- Dataset records -

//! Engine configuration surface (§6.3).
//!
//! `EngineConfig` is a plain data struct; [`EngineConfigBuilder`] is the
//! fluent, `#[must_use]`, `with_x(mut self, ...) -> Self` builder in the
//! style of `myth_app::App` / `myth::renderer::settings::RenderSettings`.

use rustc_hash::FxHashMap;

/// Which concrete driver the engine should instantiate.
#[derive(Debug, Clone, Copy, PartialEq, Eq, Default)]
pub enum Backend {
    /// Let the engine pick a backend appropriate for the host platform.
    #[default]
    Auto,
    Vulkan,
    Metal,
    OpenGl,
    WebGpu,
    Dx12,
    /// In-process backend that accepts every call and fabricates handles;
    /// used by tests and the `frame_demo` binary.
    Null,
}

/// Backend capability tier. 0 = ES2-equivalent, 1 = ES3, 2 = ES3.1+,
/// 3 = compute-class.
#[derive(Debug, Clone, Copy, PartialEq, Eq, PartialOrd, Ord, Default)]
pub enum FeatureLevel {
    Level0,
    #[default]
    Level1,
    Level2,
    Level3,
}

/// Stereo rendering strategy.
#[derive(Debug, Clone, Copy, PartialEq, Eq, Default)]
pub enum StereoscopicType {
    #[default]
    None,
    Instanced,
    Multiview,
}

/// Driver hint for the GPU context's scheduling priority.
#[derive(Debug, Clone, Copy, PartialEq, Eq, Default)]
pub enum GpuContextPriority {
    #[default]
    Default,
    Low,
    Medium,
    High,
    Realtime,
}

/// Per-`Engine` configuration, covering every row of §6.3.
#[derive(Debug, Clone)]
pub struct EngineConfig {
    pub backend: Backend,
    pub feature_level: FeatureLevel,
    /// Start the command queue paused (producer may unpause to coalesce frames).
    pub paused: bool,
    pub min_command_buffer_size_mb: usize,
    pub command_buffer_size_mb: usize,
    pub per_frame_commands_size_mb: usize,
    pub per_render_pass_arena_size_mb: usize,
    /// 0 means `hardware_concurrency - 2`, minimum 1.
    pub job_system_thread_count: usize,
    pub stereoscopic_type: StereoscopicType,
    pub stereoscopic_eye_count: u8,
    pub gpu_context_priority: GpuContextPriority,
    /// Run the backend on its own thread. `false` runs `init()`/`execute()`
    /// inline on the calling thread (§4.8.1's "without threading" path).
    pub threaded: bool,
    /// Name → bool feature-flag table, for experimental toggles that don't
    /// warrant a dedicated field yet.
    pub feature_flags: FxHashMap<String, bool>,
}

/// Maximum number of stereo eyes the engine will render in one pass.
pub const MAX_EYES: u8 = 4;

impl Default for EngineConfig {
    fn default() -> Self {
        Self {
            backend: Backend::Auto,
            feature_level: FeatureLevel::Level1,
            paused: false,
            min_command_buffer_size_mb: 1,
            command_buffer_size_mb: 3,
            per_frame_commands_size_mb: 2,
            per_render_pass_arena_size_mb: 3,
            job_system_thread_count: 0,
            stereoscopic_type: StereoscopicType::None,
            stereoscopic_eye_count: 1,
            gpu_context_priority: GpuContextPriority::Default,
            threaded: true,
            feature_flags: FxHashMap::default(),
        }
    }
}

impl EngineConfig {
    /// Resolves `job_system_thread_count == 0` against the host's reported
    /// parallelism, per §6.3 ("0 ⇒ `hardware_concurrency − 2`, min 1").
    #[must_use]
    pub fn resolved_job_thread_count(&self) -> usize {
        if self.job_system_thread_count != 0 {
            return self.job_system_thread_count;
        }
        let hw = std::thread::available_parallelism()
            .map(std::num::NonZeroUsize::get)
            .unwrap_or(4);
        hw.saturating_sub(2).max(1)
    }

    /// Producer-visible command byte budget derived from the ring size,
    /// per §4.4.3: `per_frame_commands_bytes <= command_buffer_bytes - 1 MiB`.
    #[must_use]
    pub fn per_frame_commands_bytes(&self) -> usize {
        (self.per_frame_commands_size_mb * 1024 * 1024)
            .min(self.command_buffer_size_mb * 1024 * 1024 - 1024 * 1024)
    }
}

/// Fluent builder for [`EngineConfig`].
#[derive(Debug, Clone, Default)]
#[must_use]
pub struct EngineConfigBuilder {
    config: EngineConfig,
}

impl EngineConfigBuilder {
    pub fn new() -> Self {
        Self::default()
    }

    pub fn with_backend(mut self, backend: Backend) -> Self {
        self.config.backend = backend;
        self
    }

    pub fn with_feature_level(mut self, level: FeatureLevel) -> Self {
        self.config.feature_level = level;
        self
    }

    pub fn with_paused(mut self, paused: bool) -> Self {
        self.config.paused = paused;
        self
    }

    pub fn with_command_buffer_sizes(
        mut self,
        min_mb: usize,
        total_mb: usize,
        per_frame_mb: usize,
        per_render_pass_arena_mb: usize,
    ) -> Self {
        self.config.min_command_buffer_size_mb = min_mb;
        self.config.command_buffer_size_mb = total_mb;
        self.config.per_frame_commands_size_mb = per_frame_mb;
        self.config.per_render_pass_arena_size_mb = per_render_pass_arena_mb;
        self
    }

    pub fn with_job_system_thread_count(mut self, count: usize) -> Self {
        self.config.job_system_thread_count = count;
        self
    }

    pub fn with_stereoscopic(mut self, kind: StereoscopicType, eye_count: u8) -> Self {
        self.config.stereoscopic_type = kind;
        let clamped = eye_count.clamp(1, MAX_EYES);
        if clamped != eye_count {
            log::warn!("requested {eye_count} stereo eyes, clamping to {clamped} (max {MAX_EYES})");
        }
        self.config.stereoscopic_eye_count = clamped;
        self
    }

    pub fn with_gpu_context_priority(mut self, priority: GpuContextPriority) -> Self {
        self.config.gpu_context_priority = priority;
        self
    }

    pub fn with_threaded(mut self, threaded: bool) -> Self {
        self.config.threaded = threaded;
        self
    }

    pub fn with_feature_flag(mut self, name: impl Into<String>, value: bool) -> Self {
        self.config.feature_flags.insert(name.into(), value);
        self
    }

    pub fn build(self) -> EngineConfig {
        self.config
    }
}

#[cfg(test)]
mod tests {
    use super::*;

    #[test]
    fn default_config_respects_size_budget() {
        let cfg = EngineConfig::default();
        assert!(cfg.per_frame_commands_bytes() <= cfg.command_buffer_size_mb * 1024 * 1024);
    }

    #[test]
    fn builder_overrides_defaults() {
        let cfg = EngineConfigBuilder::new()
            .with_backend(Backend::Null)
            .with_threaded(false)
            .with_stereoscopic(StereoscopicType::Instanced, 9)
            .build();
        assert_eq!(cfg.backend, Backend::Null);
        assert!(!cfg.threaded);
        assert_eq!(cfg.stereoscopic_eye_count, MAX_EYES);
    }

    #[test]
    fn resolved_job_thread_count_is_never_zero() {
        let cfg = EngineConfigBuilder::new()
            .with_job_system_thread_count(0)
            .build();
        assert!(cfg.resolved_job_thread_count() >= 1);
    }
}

- WORK TO BE COMPLETED -
Within the data above, tally every line that has "Instanced" in it. Answer with the number only.

- TASK RESULT -
2